American Episcopal bishop

Albert Theodore "Ted" Eastman (November 20, 1928 – April 26, 2018) was an American prelate who served as the twelfth Bishop of Maryland from 1986 to 1994.

==Early life and education==
Eastman was born on November 20, 1928, in San Mateo, California, the son of Carl John Eastman and Inette Nordeen, children of immigrants from Sweden. He attended public school in Burlingame, California. He studied at Haverford College from where he graduated with a Bachelor of Arts in 1950. He then graduated with a Master of Divinity from Virginia Theological Seminary in 1953. The latter also awarded him an honorary Doctor of Divinity in 1983. He also received a Doctor of Humane Letters from Episcopal Theological Seminary in 1982 and another Doctor of Divinity from St. Mary's Seminary and University in 1994.

==Ordained ministry==
Eastman was ordained deacon on July 15, 1953, in Grace Cathedral, San Francisco, by Henry H. Shires, Suffragan Bishop of California. He was then ordained priest on January 25, 1954, by Karl M. Block, Diocesan Bishop of California. In 1953 he became vicar of Trinity Church in Gonzales, California, and concurrently served as chaplain of Soledad State Prison from 1954 to 1956. In 1956 he became executive secretary of the Overseas Mission Society of the Episcopal Church of the United States in Washington, D.C. During his assignment with the Overseas Mission Society, he served short-term pastorates in Tokyo, Japan, Mexico City, Mexico, and Vienna, Austria. In 1968 he served a year as consultant to the House of Bishops, before becoming rector of the Church of Mediator in Allentown, Pennsylvania, in 1969. In 1973 he became rector of St Alban's Church in Washington, D.C., where he remained till 1982. He served two terms as a Trustee of the Virginia Theological Seminary from 1962 until 1967.

== Educator ==
In 1963, Eastman was a visiting fellow at the Episcopal Theological Seminary of the Southwest. He also was a guest lecturer at the Episcopal Divinity School in Cambridge, Massachusetts, in 1964, and at the College of Preachers in 1966. As bishop, Eastman chaired the Council of the College of Preachers from 1978 until 1982, where he was also a fellow. He chaired the Steering Committee of the College of Bishops, an innovative three-year program of formation for newly elected bishops, hosted by the General Theological Seminary in New York, New York.

==Bishop==
Eastman was elected Coadjutor Bishop of the Episcopal Diocese of Maryland on March 20, 1982, during a special diocesan convention in Trinity Church, Towson, Maryland. He was consecrated on June 26, 1982, by Presiding Bishop John Allin, assisted by David Leighton, Bishop of Maryland, and Harry Lee Doll, former Bishop of Maryland, in Washington National Cathedral. He succeeded as diocesan bishop in January 1986 and retired in January 1994. During his tenure as bishop, he served in other capacities in the Episcopal Church, notably as Vice Chair of the Standing Committee on World Mission and Chair of the Presiding Bishop's Fund for World Relief. His work in mission and ecumenism took him to more three dozen countries in Africa, Asia, Latin America, Europe, and the Middle East.

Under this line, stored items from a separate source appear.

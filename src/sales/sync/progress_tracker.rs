//! Progress tracking for a single sales fetch.
//!
//! This module provides the `SyncProgressTracker`, which records how far the fetcher has got
//! through its extract calls, counts the vouchers received, and pushes a [`Progress`] snapshot
//! through a [`ProgressReporter`] after every step. Progress only ever moves forward within
//! one fetch.

use crate::sales::Progress;
use crate::sales::sync::chunking::DateChunk;

use std::sync::Arc;
use tracing::info;

/// Cloneable callback handle the fetcher reports progress through.
#[derive(Clone)]
pub struct ProgressReporter {
	sink: Arc<dyn Fn(Progress) + Send + Sync>,
}

impl ProgressReporter {
	pub fn new(sink: impl Fn(Progress) + Send + Sync + 'static) -> Self {
		Self {
			sink: Arc::new(sink),
		}
	}

	/// A reporter that drops every update.
	pub fn noop() -> Self {
		Self::new(|_| {})
	}

	pub fn report(&self, progress: Progress) {
		(self.sink)(progress);
	}
}

impl std::fmt::Debug for ProgressReporter {
	fn fmt(&self, f: &mut std::fmt::Formatter<'_>) -> std::fmt::Result {
		f.debug_struct("ProgressReporter").finish_non_exhaustive()
	}
}

/// Service for tracking fetch progress
#[derive(Debug, Clone)]
pub struct SyncProgressTracker {
	reporter: ProgressReporter,
	/// Extract calls planned for this fetch
	total_steps: usize,
	/// Extract calls completed so far
	completed_steps: usize,
	/// Vouchers received across all completed calls
	vouchers_fetched: usize,
	/// Calls whose response had no usable voucher array
	malformed_batches: usize,
	/// Whether the fetch had to fall back to client-side slicing
	chunked: bool,
}

impl SyncProgressTracker {
	pub fn new(reporter: ProgressReporter) -> Self {
		Self {
			reporter,
			total_steps: 0,
			completed_steps: 0,
			vouchers_fetched: 0,
			malformed_batches: 0,
			chunked: false,
		}
	}

	/// Announce the single unchunked request.
	pub fn begin_probe(&mut self, message: impl Into<String>) {
		self.total_steps = 1;
		self.completed_steps = 0;
		self.reporter.report(Progress::new(0, 1, message));
	}

	/// Switch to chunked mode with `total` chunks.
	///
	/// The probe step is not carried over; chunk progress starts again from zero.
	pub fn begin_chunks(&mut self, total: usize) {
		self.chunked = true;
		self.total_steps = total;
		self.completed_steps = 0;
		self.reporter.report(Progress::new(
			0,
			total,
			format!("Fetching sales data in {} chunks", total),
		));
	}

	/// Record a completed probe.
	pub fn record_probe(&mut self, vouchers: Option<usize>) {
		self.record_batch(vouchers);
		self.completed_steps = 1;
		self.reporter
			.report(Progress::new(1, 1, format!("Fetched {} vouchers", self.vouchers_fetched)));
	}

	/// Record chunk `index` (zero based) as done.
	pub fn record_chunk(&mut self, index: usize, chunk: &DateChunk, vouchers: Option<usize>) {
		self.record_batch(vouchers);
		self.completed_steps = self.completed_steps.max(index + 1);
		self.reporter.report(Progress::new(
			self.completed_steps,
			self.total_steps,
			format!(
				"Fetched {} ({}/{})",
				chunk.label(),
				self.completed_steps,
				self.total_steps
			),
		));
		self.log_progress();
	}

	fn record_batch(&mut self, vouchers: Option<usize>) {
		match vouchers {
			Some(count) => self.vouchers_fetched += count,
			None => self.malformed_batches += 1,
		}
	}

	fn log_progress(&self) {
		info!(
			"Fetch progress: {}/{} chunks, {} vouchers so far",
			self.completed_steps, self.total_steps, self.vouchers_fetched
		);
	}

	/// Get fetch statistics as a FetchStats struct
	pub fn get_stats(&self) -> FetchStats {
		FetchStats {
			steps: self.completed_steps,
			vouchers_fetched: self.vouchers_fetched,
			malformed_batches: self.malformed_batches,
			chunked: self.chunked,
		}
	}
}

/// Statistics about one fetch
#[derive(Debug, Clone, Default, PartialEq, Eq)]
pub struct FetchStats {
	pub steps: usize,
	pub vouchers_fetched: usize,
	pub malformed_batches: usize,
	pub chunked: bool,
}

impl FetchStats {
	/// Get a human-readable summary of the fetch statistics
	pub fn summary(&self) -> String {
		format!(
			"{} vouchers in {} {}{}",
			self.vouchers_fetched,
			self.steps,
			if self.chunked { "chunks" } else { "request" },
			if self.malformed_batches == 0 {
				String::new()
			} else {
				format!(" ({} malformed)", self.malformed_batches)
			}
		)
	}
}

#[cfg(test)]
mod tests {
	use super::*;
	use chrono::NaiveDate;
	use std::sync::Mutex;

	fn capture() -> (ProgressReporter, Arc<Mutex<Vec<Progress>>>) {
		let seen = Arc::new(Mutex::new(Vec::new()));
		let sink = seen.clone();
		let reporter = ProgressReporter::new(move |progress| sink.lock().unwrap().push(progress));
		(reporter, seen)
	}

	fn chunk(start_day: u32, end_day: u32) -> DateChunk {
		DateChunk {
			start: NaiveDate::from_ymd_opt(2024, 4, start_day).unwrap(),
			end: NaiveDate::from_ymd_opt(2024, 4, end_day).unwrap(),
		}
	}

	#[test]
	fn chunk_progress_is_monotonic_and_labelled() {
		let (reporter, seen) = capture();
		let mut tracker = SyncProgressTracker::new(reporter);

		tracker.begin_chunks(3);
		tracker.record_chunk(0, &chunk(1, 5), Some(4));
		tracker.record_chunk(1, &chunk(6, 10), Some(2));
		tracker.record_chunk(2, &chunk(11, 12), Some(0));

		let seen = seen.lock().unwrap();
		let currents: Vec<usize> = seen.iter().map(|p| p.current).collect();
		assert_eq!(currents, vec![0, 1, 2, 3]);
		assert!(seen.iter().all(|p| p.total == 3));
		assert!(seen[1].message.contains("01-Apr-2024 to 05-Apr-2024"));

		let stats = tracker.get_stats();
		assert_eq!(stats.vouchers_fetched, 6);
		assert!(stats.chunked);
		assert_eq!(stats.summary(), "6 vouchers in 3 chunks");
	}

	#[test]
	fn malformed_batches_are_counted_separately() {
		let mut tracker = SyncProgressTracker::new(ProgressReporter::noop());
		tracker.begin_probe("Fetching");
		tracker.record_probe(None);

		let stats = tracker.get_stats();
		assert_eq!(stats.malformed_batches, 1);
		assert_eq!(stats.vouchers_fetched, 0);
		assert_eq!(stats.summary(), "0 vouchers in 1 request (1 malformed)");
	}
}
use chrono::NaiveDate;

/// Wire format used by the extract endpoint.
const WIRE_DATE_FORMAT: &str = "%Y%m%d";

/// Format a date as `YYYYMMDD`.
pub fn format_wire_date(date: NaiveDate) -> String {
	date.format(WIRE_DATE_FORMAT).to_string()
}

/// Parse a `YYYYMMDD` date.
pub fn parse_wire_date(value: &str) -> Result<NaiveDate, chrono::ParseError> {
	NaiveDate::parse_from_str(value.trim(), WIRE_DATE_FORMAT)
}

/// Human-readable label for an inclusive date span, e.g. `01-Apr-2024 to 05-Apr-2024`.
pub fn format_span(start: NaiveDate, end: NaiveDate) -> String {
	if start == end {
		start.format("%d-%b-%Y").to_string()
	} else {
		format!("{} to {}", start.format("%d-%b-%Y"), end.format("%d-%b-%Y"))
	}
}
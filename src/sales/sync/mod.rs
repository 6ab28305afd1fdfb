//! Sales Synchronization Module
//!
//! This module provides the core logic for keeping a tenant's cached sales vouchers in step with
//! the remote ledger. It is composed of several submodules, each responsible for one part of a
//! sync:
//!
//! - `coordinator`: Process-wide single-flight sessions and progress broadcast.
//! - `service`: The sync routine itself (read cache, fetch, merge, write).
//! - `fetcher`: Unchunked probe with fallback to sequential date chunks.
//! - `retry`: Per-request timeout and bounded exponential backoff.
//! - `chunking`: Splitting a date range into contiguous windows.
//! - `merge`: Voucher identity, deduplication and the high-water mark.
//! - `repositories`: Per-tenant snapshot and metadata storage.
//! - `progress_tracker`: Progress bookkeeping for one fetch.
//! - `policy`: Timeouts, attempt budgets and chunk sizes.

/// Date range tiling
pub mod chunking;
/// Single-flight coordination of sync sessions
pub mod coordinator;
/// Chunked voucher fetching
pub mod fetcher;
/// Deduplicating merge of fetched vouchers into the cache
pub mod merge;
/// Fetch tuning per network profile
pub mod policy;
/// Tracks fetch progress and statistics
pub mod progress_tracker;
/// Cache storage for snapshots and metadata
pub mod repositories;
pub mod retry;
/// The composed sync routine
pub mod service;

pub use coordinator::{CoordinatorConfig, Subscription, SyncCoordinator, SyncResult};
pub use fetcher::{ChunkedFetcher, FetchRequest, FetchResult};
pub use merge::{CompositeKey, FetchedBatch, MergeEngine, MergeResult};
pub use policy::{FetchPolicy, NetworkProfile};
pub use progress_tracker::{FetchStats, ProgressReporter};
pub use repositories::{CacheStore, FileCacheStore, MemoryCacheStore};
pub use service::{SalesSyncService, SyncWindow};
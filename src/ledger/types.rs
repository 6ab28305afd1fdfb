//! Types for the remote ledger extract endpoint and voucher normalization.
//!
//! The remote system returns vouchers with identity and amount fields spelled in several
//! casing conventions, and numbers that sometimes arrive as strings. Everything is mapped
//! into the canonical [`VoucherRecord`] at this boundary; the rest of the crate never looks
//! at raw wire names.

use std::time::Duration;

use serde::de::DeserializeOwned;
use serde::{Deserialize, Deserializer, Serialize};
use serde_json::{Map, Value};

/// Whether the remote side should slice the requested range on its own.
#[derive(Debug, Clone, Copy, PartialEq, Eq, Serialize, Deserialize)]
pub enum ServerSlice {
	Yes,
	No,
}

/// Body of `POST /extract`.
#[derive(Debug, Clone, PartialEq, Eq, Serialize, Deserialize)]
pub struct ExtractRequest {
	pub tallyloc_id: i64,
	pub company: String,
	pub guid: String,
	/// Inclusive start date, `YYYYMMDD`.
	pub fromdate: String,
	/// Inclusive end date, `YYYYMMDD`.
	pub todate: String,
	pub serverslice: ServerSlice,
	/// High-water mark for incremental extraction.
	#[serde(skip_serializing_if = "Option::is_none")]
	pub lastaltid: Option<i64>,
}

/// Successful response of `POST /extract`.
///
/// `vouchers` is kept as an untyped value on purpose: a response that "succeeds" without a
/// voucher array is a data integrity problem the engine has to see, not a decode failure.
#[derive(Debug, Clone, Default, Deserialize)]
pub struct ExtractResponse {
	#[serde(default)]
	pub vouchers: Option<Value>,
	/// Usually `"Yes"`, but booleans and numbers are seen too.
	#[serde(default)]
	pub frontendslice: Option<Value>,
	#[serde(default)]
	pub message: Option<Value>,
}

impl ExtractResponse {
	/// True when the server asks the caller to split the range into smaller windows.
	pub fn requests_frontend_slice(&self) -> bool {
		let flagged = match &self.frontendslice {
			Some(Value::Bool(flag)) => *flag,
			Some(Value::String(flag)) => matches!(
				flag.trim().to_ascii_lowercase().as_str(),
				"yes" | "y" | "true" | "1"
			),
			Some(Value::Number(n)) => n.as_f64().is_some_and(|n| n != 0.0),
			_ => false,
		};
		let hinted = match &self.message {
			None | Some(Value::Null) => false,
			Some(Value::String(message)) => message.to_ascii_lowercase().contains("slice"),
			Some(other) => other.to_string().to_ascii_lowercase().contains("slice"),
		};
		flagged || hinted
	}

	/// Normalize the voucher array.
	///
	/// Returns `None` when the field is missing or not an array. Individual entries that are
	/// not objects are dropped with a warning.
	pub fn voucher_records(&self) -> Option<Vec<VoucherRecord>> {
		let Some(Value::Array(items)) = &self.vouchers else {
			return None;
		};

		let mut records = Vec::with_capacity(items.len());
		for item in items {
			match serde_json::from_value::<VoucherRecord>(item.clone()) {
				Ok(record) => records.push(record),
				Err(e) => tracing::warn!("Skipping malformed voucher entry: {}", e),
			}
		}
		Some(records)
	}
}

/// One ledger transaction in canonical form.
#[derive(Debug, Clone, PartialEq, Serialize, Deserialize)]
#[serde(rename_all = "camelCase")]
pub struct VoucherRecord {
	#[serde(
		default,
		alias = "masterid",
		alias = "MASTERID",
		alias = "master_id",
		deserialize_with = "lenient_string"
	)]
	pub master_id: Option<String>,
	#[serde(
		default,
		alias = "alterid",
		alias = "ALTERID",
		alias = "alter_id",
		deserialize_with = "lenient_i64"
	)]
	pub alter_id: Option<i64>,
	#[serde(
		default,
		alias = "vouchernumber",
		alias = "VOUCHERNUMBER",
		alias = "voucher_number",
		alias = "vchno",
		deserialize_with = "lenient_string"
	)]
	pub voucher_number: Option<String>,
	#[serde(
		default,
		alias = "DATE",
		alias = "cp_date",
		deserialize_with = "lenient_string"
	)]
	pub date: Option<String>,
	#[serde(
		default,
		alias = "debitamt",
		alias = "DEBITAMT",
		alias = "debit_amount",
		deserialize_with = "lenient_f64"
	)]
	pub debit_amount: f64,
	#[serde(
		default,
		alias = "creditamt",
		alias = "CREDITAMT",
		alias = "credit_amount",
		deserialize_with = "lenient_f64"
	)]
	pub credit_amount: f64,
	#[serde(default, alias = "AMOUNT", deserialize_with = "lenient_f64")]
	pub amount: f64,
	#[serde(
		default,
		alias = "particulars",
		alias = "PARTICULARS",
		alias = "partyledgername",
		alias = "PARTYLEDGERNAME",
		deserialize_with = "lenient_string"
	)]
	pub party: Option<String>,
	#[serde(
		default,
		alias = "vouchertypename",
		alias = "VOUCHERTYPENAME",
		alias = "vchtype",
		deserialize_with = "lenient_string"
	)]
	pub voucher_type: Option<String>,
	#[serde(
		default,
		alias = "ledgerentries",
		alias = "LEDGERENTRIES",
		alias = "ledger_entries",
		deserialize_with = "lenient_vec"
	)]
	pub ledger_entries: Vec<LedgerEntry>,
	#[serde(
		default,
		alias = "allinventoryentries",
		alias = "ALLINVENTORYENTRIES",
		alias = "inventory_entries",
		deserialize_with = "lenient_vec"
	)]
	pub inventory_entries: Vec<InventoryEntry>,
	/// Fields the engine does not interpret, preserved as received.
	#[serde(flatten)]
	pub extra: Map<String, Value>,
}

/// Ledger allocation line of a voucher.
#[derive(Debug, Clone, PartialEq, Serialize, Deserialize)]
#[serde(rename_all = "camelCase")]
pub struct LedgerEntry {
	#[serde(
		default,
		alias = "ledgername",
		alias = "LEDGERNAME",
		deserialize_with = "lenient_string"
	)]
	pub ledger_name: Option<String>,
	#[serde(default, alias = "AMOUNT", deserialize_with = "lenient_f64")]
	pub amount: f64,
	#[serde(flatten)]
	pub extra: Map<String, Value>,
}

/// Inventory allocation line of a voucher.
#[derive(Debug, Clone, PartialEq, Serialize, Deserialize)]
#[serde(rename_all = "camelCase")]
pub struct InventoryEntry {
	#[serde(
		default,
		alias = "stockitemname",
		alias = "STOCKITEMNAME",
		deserialize_with = "lenient_string"
	)]
	pub stock_item_name: Option<String>,
	#[serde(
		default,
		alias = "billedqty",
		alias = "BILLEDQTY",
		deserialize_with = "lenient_string"
	)]
	pub billed_qty: Option<String>,
	#[serde(default, alias = "AMOUNT", deserialize_with = "lenient_f64")]
	pub amount: f64,
	#[serde(flatten)]
	pub extra: Map<String, Value>,
}

/// Allocation line type that can hold a value it could not interpret.
trait AllocationLine: DeserializeOwned {
	fn from_raw(value: Value) -> Self;
}

impl AllocationLine for LedgerEntry {
	fn from_raw(value: Value) -> Self {
		Self {
			ledger_name: None,
			amount: 0.0,
			extra: Map::from_iter([("raw".to_string(), value)]),
		}
	}
}

impl AllocationLine for InventoryEntry {
	fn from_raw(value: Value) -> Self {
		Self {
			stock_item_name: None,
			billed_qty: None,
			amount: 0.0,
			extra: Map::from_iter([("raw".to_string(), value)]),
		}
	}
}

/// Allocation lists arrive as arrays, single objects or `null`.
///
/// Values that are not objects are kept under `raw` in a line of their own, so the voucher is
/// never rejected because of its allocations.
fn lenient_vec<'de, D, T>(deserializer: D) -> Result<Vec<T>, D::Error>
where
	D: Deserializer<'de>,
	T: AllocationLine,
{
	let value = Option::<Value>::deserialize(deserializer)?;
	Ok(match value {
		None | Some(Value::Null) => Vec::new(),
		Some(Value::Array(items)) => items
			.into_iter()
			.filter(|item| !item.is_null())
			.map(allocation_line)
			.collect(),
		Some(other) => vec![allocation_line(other)],
	})
}

fn allocation_line<T: AllocationLine>(value: Value) -> T {
	match serde_json::from_value::<T>(value.clone()) {
		Ok(line) => line,
		Err(_) => T::from_raw(value),
	}
}

fn lenient_string<'de, D>(deserializer: D) -> Result<Option<String>, D::Error>
where
	D: Deserializer<'de>,
{
	let value = Option::<Value>::deserialize(deserializer)?;
	Ok(match value {
		Some(Value::String(s)) => {
			let trimmed = s.trim();
			(!trimmed.is_empty()).then(|| trimmed.to_string())
		}
		Some(Value::Number(n)) => Some(n.to_string()),
		Some(Value::Bool(b)) => Some(b.to_string()),
		_ => None,
	})
}

fn lenient_i64<'de, D>(deserializer: D) -> Result<Option<i64>, D::Error>
where
	D: Deserializer<'de>,
{
	let value = Option::<Value>::deserialize(deserializer)?;
	Ok(match value {
		Some(Value::Number(n)) => n
			.as_i64()
			.or_else(|| n.as_f64().filter(|f| f.is_finite()).map(|f| f as i64)),
		Some(Value::String(s)) => s.trim().parse::<i64>().ok(),
		_ => None,
	})
}

fn lenient_f64<'de, D>(deserializer: D) -> Result<f64, D::Error>
where
	D: Deserializer<'de>,
{
	let value = Option::<Value>::deserialize(deserializer)?;
	Ok(match value {
		Some(Value::Number(n)) => n.as_f64().unwrap_or_default(),
		// Amounts are often formatted with thousands separators.
		Some(Value::String(s)) => s.trim().replace(',', "").parse::<f64>().unwrap_or_default(),
		_ => 0.0,
	})
}

/// Error types for the remote ledger boundary.
#[derive(Debug, thiserror::Error)]
pub enum LedgerError {
	#[error("Request timed out after {0:?}")]
	Timeout(Duration),

	#[error("HTTP error: {0}")]
	Http(#[from] reqwest::Error),

	#[error("HTTP status {status}: {body}")]
	Status { status: u16, body: String },

	#[error("JSON parse error: {0}")]
	Json(#[from] serde_json::Error),

	#[error("Invalid request: {0}")]
	InvalidRequest(String),
}

impl LedgerError {
	/// Timeout and transient network failures, including gateway/timeout statuses.
	pub fn is_transient(&self) -> bool {
		match self {
			Self::Timeout(_) => true,
			Self::Http(e) => e.is_timeout() || e.is_connect() || e.is_request() || e.is_body(),
			Self::Status { status, .. } => matches!(*status, 408 | 429 | 502 | 503 | 504),
			Self::Json(_) | Self::InvalidRequest(_) => false,
		}
	}

	/// Failures that indicate the range is too heavy for a single request.
	pub fn suggests_chunking(&self) -> bool {
		self.is_transient() || matches!(self, Self::Status { status, .. } if (500..=599).contains(status))
	}

	/// Whether the failure looks like the client has no route to the server at all.
	pub fn is_connectivity_failure(&self) -> bool {
		matches!(self, Self::Http(e) if e.is_connect())
	}
}

#[cfg(test)]
mod tests {
	use super::*;
	use serde_json::json;

	#[test]
	fn voucher_fields_are_normalized_across_casings() {
		let response = ExtractResponse {
			vouchers: Some(json!([
				{
					"MASTERID": 42,
					"ALTERID": "517",
					"VOUCHERNUMBER": "S/001",
					"DATE": "20240401",
					"DEBITAMT": "1,250.50",
					"PARTYLEDGERNAME": "Acme Traders",
					"VOUCHERTYPENAME": "Sales",
					"LEDGERENTRIES": [{ "LEDGERNAME": "Sales A/c", "AMOUNT": -1250.5 }],
					"ALLINVENTORYENTRIES": [{ "STOCKITEMNAME": "Widget", "BILLEDQTY": "5 nos", "AMOUNT": "1250.5" }],
					"narration": "first order"
				},
				{ "masterId": "43", "alterId": 518, "voucherNumber": "S/002", "date": "20240402" }
			])),
			..Default::default()
		};

		let records = response.voucher_records().unwrap();
		assert_eq!(records.len(), 2);

		let first = &records[0];
		assert_eq!(first.master_id.as_deref(), Some("42"));
		assert_eq!(first.alter_id, Some(517));
		assert_eq!(first.voucher_number.as_deref(), Some("S/001"));
		assert_eq!(first.debit_amount, 1250.5);
		assert_eq!(first.party.as_deref(), Some("Acme Traders"));
		assert_eq!(first.ledger_entries[0].ledger_name.as_deref(), Some("Sales A/c"));
		assert_eq!(first.inventory_entries[0].amount, 1250.5);
		assert_eq!(first.extra.get("narration"), Some(&json!("first order")));

		assert_eq!(records[1].master_id.as_deref(), Some("43"));
		assert_eq!(records[1].alter_id, Some(518));
	}

	#[test]
	fn irregular_allocation_shapes_keep_the_voucher() {
		let response = ExtractResponse {
			vouchers: Some(json!([
				{ "masterid": "1", "alterid": 11, "ledgerentries": null },
				{ "masterid": "2", "alterid": 12, "allinventoryentries": { "stockitemname": "Widget", "amount": "40" } },
				{ "masterid": "3", "alterid": 13, "LEDGERENTRIES": "see attachment", "ALLINVENTORYENTRIES": [null, 7] },
				{ "masterid": "4", "alterid": 14 }
			])),
			..Default::default()
		};

		let records = response.voucher_records().unwrap();
		let ids: Vec<Option<&str>> = records.iter().map(|r| r.master_id.as_deref()).collect();
		assert_eq!(ids, vec![Some("1"), Some("2"), Some("3"), Some("4")]);

		assert!(records[0].ledger_entries.is_empty());
		assert_eq!(records[1].inventory_entries.len(), 1);
		assert_eq!(records[1].inventory_entries[0].stock_item_name.as_deref(), Some("Widget"));
		assert_eq!(records[1].inventory_entries[0].amount, 40.0);
		assert_eq!(records[2].ledger_entries[0].extra.get("raw"), Some(&json!("see attachment")));
		assert_eq!(records[2].inventory_entries.len(), 1);
		assert_eq!(records[2].inventory_entries[0].extra.get("raw"), Some(&json!(7)));

		// Cached form reloads to the same record.
		let cached = serde_json::to_value(&records[2]).unwrap();
		let reloaded: VoucherRecord = serde_json::from_value(cached).unwrap();
		assert_eq!(reloaded, records[2]);
	}

	#[test]
	fn non_numeric_alter_id_is_treated_as_absent() {
		let record: VoucherRecord =
			serde_json::from_value(json!({ "masterid": "7", "alterid": "n/a" })).unwrap();
		assert_eq!(record.alter_id, None);
		assert_eq!(record.master_id.as_deref(), Some("7"));
	}

	#[test]
	fn missing_or_non_array_vouchers_is_not_a_batch() {
		let missing = ExtractResponse::default();
		assert!(missing.voucher_records().is_none());

		let wrong_shape = ExtractResponse {
			vouchers: Some(json!({ "count": 3 })),
			..Default::default()
		};
		assert!(wrong_shape.voucher_records().is_none());
	}

	#[test]
	fn slice_hint_is_detected_from_flag_or_message() {
		let flagged: ExtractResponse =
			serde_json::from_value(json!({ "vouchers": [], "frontendslice": "Yes" })).unwrap();
		assert!(flagged.requests_frontend_slice());

		let hinted: ExtractResponse = serde_json::from_value(
			json!({ "message": "Range too large, please Slice on the client" }),
		)
		.unwrap();
		assert!(hinted.requests_frontend_slice());

		let plain: ExtractResponse = serde_json::from_value(json!({ "vouchers": [] })).unwrap();
		assert!(!plain.requests_frontend_slice());
	}

	#[test]
	fn non_string_slice_hints_still_decode() {
		let boolean: ExtractResponse =
			serde_json::from_value(json!({ "vouchers": [], "frontendslice": true })).unwrap();
		assert!(boolean.requests_frontend_slice());

		let numeric: ExtractResponse =
			serde_json::from_value(json!({ "frontendslice": 1, "message": 413 })).unwrap();
		assert!(numeric.requests_frontend_slice());

		let structured: ExtractResponse =
			serde_json::from_value(json!({ "frontendslice": false, "message": { "hint": "use frontend slice" } }))
				.unwrap();
		assert!(structured.requests_frontend_slice());

		let declined: ExtractResponse =
			serde_json::from_value(json!({ "vouchers": [], "frontendslice": false, "message": { "code": 0 } }))
				.unwrap();
		assert!(!declined.requests_frontend_slice());
		assert_eq!(declined.voucher_records(), Some(Vec::new()));
	}

	#[test]
	fn error_classification_matches_retry_policy() {
		let gateway = LedgerError::Status {
			status: 504,
			body: "gateway timeout".to_string(),
		};
		assert!(gateway.is_transient());
		assert!(gateway.suggests_chunking());

		let internal = LedgerError::Status {
			status: 500,
			body: "boom".to_string(),
		};
		assert!(!internal.is_transient());
		assert!(internal.suggests_chunking());

		let bad_request = LedgerError::Status {
			status: 400,
			body: "bad guid".to_string(),
		};
		assert!(!bad_request.is_transient());
		assert!(!bad_request.suggests_chunking());

		assert!(LedgerError::Timeout(Duration::from_secs(60)).is_transient());
	}

	#[test]
	fn lastaltid_is_omitted_for_full_requests() {
		let request = ExtractRequest {
			tallyloc_id: 3,
			company: "Acme".to_string(),
			guid: "g-1".to_string(),
			fromdate: "20240401".to_string(),
			todate: "20240430".to_string(),
			serverslice: ServerSlice::No,
			lastaltid: None,
		};
		let body = serde_json::to_value(&request).unwrap();
		assert!(body.get("lastaltid").is_none());
		assert_eq!(body["serverslice"], json!("No"));
	}
}
//!
//! Utility module for the sales sync engine.
//!
//! Re-exports date formatting helpers shared by the ledger boundary and the fetcher.
/// Wire date and span formatting
pub mod index;

pub use index::{format_span, format_wire_date, parse_wire_date};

Between 1991 and 1994 he also served as chairman of the Standing Commission on Ecumenical Relations of the Episcopal Church. From 1984 until 1992, he co-chaired the Anglican-Roman Catholic Consultation in the United States. Later he was also installed as a member of the Washington National Cathedral chapter.

He was a Member of the Board of Trustees of Listening Hearts Ministries, a Baltimore, Maryland-based organization that provides training and resource for spiritual discernment.

== Retirement ==
In 1998, Bishop Eastman was asked to serve as Provost of the Washington National Cathedral, during the sabbatical leave of then Dean Nathan D. Baxter. He became the Executive Vice President and later the Senior Executive Director of Protestant Episcopal Cathedral Foundation. After the departure of Dean Baxter following his consecration as the 10th Bishop of the Episcopal Diocese of Central Pennsylvania, Eastman was called to serve as Vicar of the Washington National Cathedral from 2003 to 2005. During that time among other duties he led the planning and participated in the State Funeral for President Ronald Reagan delivering the benediction. Eastman also participated in the National Prayer Service on January 21, 2005, following the inauguration of President George W. Bush.

He died on April 26, 2018, in a hospital in Arlington, Virginia, due to complications related to Parkinson's disease.

== Hymns ==
Eastman wrote the lyrics to the following hymns during his lifetime.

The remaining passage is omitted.